A dog wears a mask to protect again sickness.

By now you’ve probably already heard about the Coronavirus, and you may have even had a little mini panic attack when you’ve heard someone cough in public. At times like these, you also may be worried about the health of your pet if you’re a dog owner – particularly if you’ve heard the phrase, “Canine Coronavirus.”

But don’t panic – we are here to answer the two questions every dog owner is thinking, “Can my dog get Coronavirus?” Or worse yet, “Can I give my dog Coronavirus?”

While people are largely referring to the current illness going around as the “Coronavirus,” the term in fact, is applicable to a family of viruses that have a “crown” appearance when viewed under an electron microscope, called Coronaviridae – hence the name. The current strain, which was first noted back in December, is being referred to as 2019-CoV. Other strains you may have heard of include SARS-CoV and MERS-CoV. Both of these strains started a panic when they first came out, but they have since died down.

The 2019-CoV is believed to have originated at a wet market in Wuhan, China, through the consumption of snakes that were infected with the virus. As of today, there are over 2,500 confirmed cases in China. However, outside of China, there are only 56 cases of infection, including 5 in the United States – and all of these appear to have been a result of recent visits to Wuhan, China.


And yes, the current strain is being linked to snakes sold in a market, meaning that it appears that animals carrying the virus can pass it along to humans through meat consumption. However, this is still under investigation by the Center for Disease Control.

And yes, there is a Canine Coronavirus Disease – however, it should be noted that it doesn’t appear to be linked to the strain that is currently in the news.

Canine Coronavirus gets its name from the same characteristic that the human viruses get theirs from – a round, crown-like appearance when viewed under an electron microscope. Most cases of Canine Coronavirus come from a dog eating feces that carry the virus – which is just another reason to keep your dog away from any poop they might find while out at the park.

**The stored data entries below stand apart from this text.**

use std::collections::BTreeMap;
use std::fs;
use std::io;
use std::path::{Component, Path, PathBuf};
use std::time::{Duration, SystemTime};
use thiserror::Error;
use uuid::Uuid;
use walkdir::WalkDir;

/// Staging directory for post images uploaded before the post has an id.
pub const POST_TMP_DIR: &str = "post_pictures/tmp";
const MAX_STEM_LEN: usize = 80;

#[derive(Error, Debug)]
pub enum StorageError {
    #[error("I/O error: {0}")]
    Io(#[from] io::Error),
    #[error("Invalid media path: {0}")]
    InvalidPath(String),
}

/// An image received in a multipart form, held in memory until the form is valid.
/// Its type is taken from the bytes, never from the declared part header.
#[derive(Debug, Clone)]
pub struct UploadedImage {
    pub filename: String,
    pub bytes: Vec<u8>,
}

/// Maps an image MIME type to the extension files are stored with.
pub fn mime_to_safe_extension(mime_type: &str) -> Option<&'static str> {
    let map: BTreeMap<&str, &str> = [
        ("image/gif", "gif"),
        ("image/jpeg", "jpg"),
        ("image/png", "png"),
        ("image/webp", "webp"),
    ].iter().cloned().collect();

    map.get(mime_type).cloned()
}

/// Detects the image type from the file signature. The declared content type
/// is not trusted.
pub fn sniff_image_mime(bytes: &[u8]) -> Option<&'static str> {
    if bytes.starts_with(b"\x89PNG\r\n\x1a\n") {
        Some("image/png")
    } else if bytes.starts_with(&[0xFF, 0xD8, 0xFF]) {
        Some("image/jpeg")
    } else if bytes.starts_with(b"GIF87a") || bytes.starts_with(b"GIF89a") {
        Some("image/gif")
    } else if bytes.len() >= 12 && &bytes[0..4] == b"RIFF" && &bytes[8..12] == b"WEBP" {
        Some("image/webp")
    } else {
        None
    }
}

impl UploadedImage {
    pub fn safe_extension(&self) -> Option<&'static str> {
        sniff_image_mime(&self.bytes).and_then(mime_to_safe_extension)
    }
}

/// Reduces a client supplied file name to a safe stem, without directories or extension.
fn safe_stem(original: &str) -> String {
    let base = original.rsplit(|c| c == '/' || c == '\\').next().unwrap_or("");
    let stem = match base.rfind('.') {
        Some(idx) if idx > 0 => &base[..idx],
        _ => base,
    };
    let cleaned: String = stem
        .chars()
        .map(|c| if c.is_ascii_alphanumeric() || c == '-' || c == '_' { c } else { '_' })
        .take(MAX_STEM_LEN)
        .collect();
    let trimmed = cleaned.trim_matches('_');
    if trimmed.is_empty() { "image".to_string() } else { trimmed.to_string() }
}

/// Files under the configured media root, addressed by relative paths such as
/// `post_pictures/post_4/cat.png`.
#[derive(Debug, Clone)]
pub struct MediaStore {
    root: PathBuf,
}

impl MediaStore {
    pub fn new(root: impl Into<PathBuf>) -> Self {
        MediaStore { root: root.into() }
    }

    pub fn root(&self) -> &Path {
        &self.root
    }

    /// Resolves a stored relative path, refusing anything that escapes the root.
    pub fn absolute(&self, relative: &str) -> Result<PathBuf, StorageError> {
        let rel = Path::new(relative);
        if rel.components().any(|c| !matches!(c, Component::Normal(_))) {
            return Err(StorageError::InvalidPath(relative.to_string()));
        }
        Ok(self.root.join(rel))
    }

    /// Picks a free file name in `dir`, adding a short random suffix on collision.
    fn free_name(&self, dir: &str, stem: &str, ext: &str) -> Result<String, StorageError> {
        let candidate = format!("{}/{}.{}", dir, stem, ext);
        if !self.absolute(&candidate)?.exists() {
            return Ok(candidate);
        }
        loop {
            let suffix = Uuid::new_v4().simple().to_string();
            let candidate = format!("{}/{}_{}.{}", dir, stem, &suffix[..7], ext);
            if !self.absolute(&candidate)?.exists() {
                return Ok(candidate);
            }
        }
    }

    fn write_new(&self, dir: &str, stem: &str, ext: &str, bytes: &[u8]) -> Result<String, StorageError> {
        fs::create_dir_all(self.absolute(dir)?)?;
        let relative = self.free_name(dir, stem, ext)?;
        fs::write(self.absolute(&relative)?, bytes)?;
        Ok(relative)
    }

    /// Stores an upload under `dir` and returns its relative path.
    pub fn save(&self, dir: &str, image: &UploadedImage) -> Result<String, StorageError> {
        let ext = image
            .safe_extension()
            .ok_or_else(|| StorageError::InvalidPath(format!("{} is not a supported image", image.filename)))?;
        self.write_new(dir, &safe_stem(&image.filename), ext, &image.bytes)
    }

    pub fn stage_post_image(&self, image: &UploadedImage) -> Result<String, StorageError> {
        self.save(POST_TMP_DIR, image)
    }

    pub fn save_tag_image(&self, slug: &str, image: &UploadedImage) -> Result<String, StorageError> {
        self.save(&format!("tag_pictures/{}", slug), image)
    }

    pub fn post_image_dir(post_id: i64) -> String {
        format!("post_pictures/post_{}", post_id)
    }

    pub fn is_staged(relative: &str) -> bool {
        Path::new(relative).parent() == Some(Path::new(POST_TMP_DIR))
    }

    /// Moves a staged post image under the post's own directory. Returns the
    /// new relative path, or `None` when the image is not staged. A failure
    /// to remove the staged copy is logged and does not fail the move.
    pub fn relocate_post_image(&self, post_id: i64, relative: &str) -> Result<Option<String>, StorageError> {
        if !Self::is_staged(relative) {
            return Ok(None);
        }

        let staged = self.absolute(relative)?;
        let bytes = fs::read(&staged)?;
        let file_name = Path::new(relative)
            .file_name()
            .and_then(|n| n.to_str())
            .ok_or_else(|| StorageError::InvalidPath(relative.to_string()))?;
        let (stem, ext) = match file_name.rsplit_once('.') {
            Some((stem, ext)) => (stem, ext),
            None => (file_name, "bin"),
        };

        let new_path = self.write_new(&Self::post_image_dir(post_id), stem, ext, &bytes)?;

        if let Err(e) = fs::remove_file(&staged) {
            log::error!("Failed to remove staged image {}: {}", staged.display(), e);
        }
        log::info!("Relocated post image {} -> {}", relative, new_path);
        Ok(Some(new_path))
    }

    /// Deletes a stored file, logging instead of failing. Emptied entity
    /// directories are removed too.
    pub fn delete(&self, relative: &str) {
        let path = match self.absolute(relative) {
            Ok(path) => path,
            Err(e) => {
                log::error!("Refusing to delete media file: {}", e);
                return;
            }
        };
        match fs::remove_file(&path) {
            Ok(()) => {
                if let Some(parent) = path.parent() {
                    if parent != self.root.as_path() && !parent.ends_with(POST_TMP_DIR) {
                        // Only succeeds when empty.
                        let _ = fs::remove_dir(parent);
                    }
                }
            }
            Err(e) => log::error!("Failed to delete media file {}: {}", path.display(), e),
        }
    }

    /// Removes staged files older than `max_age`, left behind by abandoned
    /// forms. Returns the number of files removed.
    pub fn prune_staged(&self, max_age: Duration) -> Result<usize, StorageError> {
        let tmp = self.absolute(POST_TMP_DIR)?;
        if !tmp.exists() {
            return Ok(0);
        }
        let now = SystemTime::now();
        let mut removed = 0;
        for entry in WalkDir::new(&tmp).min_depth(1).max_depth(1) {
            let entry = entry.map_err(|e| StorageError::Io(io::Error::new(io::ErrorKind::Other, e)))?;
            if !entry.file_type().is_file() {
                continue;
            }
            let modified = entry.metadata().map_err(|e| StorageError::Io(io::Error::new(io::ErrorKind::Other, e)))?.modified()?;
            if now.duration_since(modified).unwrap_or_default() >= max_age {
                fs::remove_file(entry.path())?;
                removed += 1;
            }
        }
        Ok(removed)
    }
}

According to VCA Hospitals, the Canine Coronavirus Disease does NOT affect humans.

Symptoms of Coronavirus

So, what are the symptoms? Coronavirus in dogs doesn’t often cause symptoms, but on occasion, it will present itself in a sudden onset of diarrhea, along with lethargy and a poor appetite. Your dog’s diarrhea may contain blood or mucus, and if the infection occurs while your dog is suffering from another disease, like Parvovirus, it will most likely become severe.

Of course, these symptoms can be an indication of a variety of health issues, so it’s important to see your vet should your dog start showing any sign that something is off.

So, you may be wondering if you can contract Coronavirus from your dog? At this point, there have been no reported cases of the 2019-CoV in dogs.

However, previous strains of Coronavirus were traced back to human-animal contact. For example, SARS-CoV appears to have been caused through contact with civet cats, and MERS from dromedary camels. 2019-CoV is thought to have first been transferred to humans through snakes sold at a market in Wuhan. After infecting the human host, the virus causes respiratory problems. It is then spread from human to human through the air, via a cough or sneeze.

What to Do if You Think You Are Infected

If you believe that you might have been infected, you should immediately contact your doctor and let them know you think you’ve been infected before you go see them, that way they can take precautions. You can find more information about preventing the spread of Coronavirus at CDC.gov.

Previous strains of Coronavirus show that some mammals, like camels and civet cats, can get Coronavirus and infect humans. However, there doesn’t appear to be any cases of humans infected with the Coronavirus then infecting their pets. So, no, it doesn’t look like you can give the disease to your pets.

Regardless, your first defense should always be good hygiene – wash your hands often, and always cover your mouth when you cough or sneeze.

Good hygiene practices should always be your first defense – wash your hands regularly, cover your mouth when you sneeze. For your dog – just try to keep him from eating poop, pick up after him when he goes bathroom, and regularly bath him.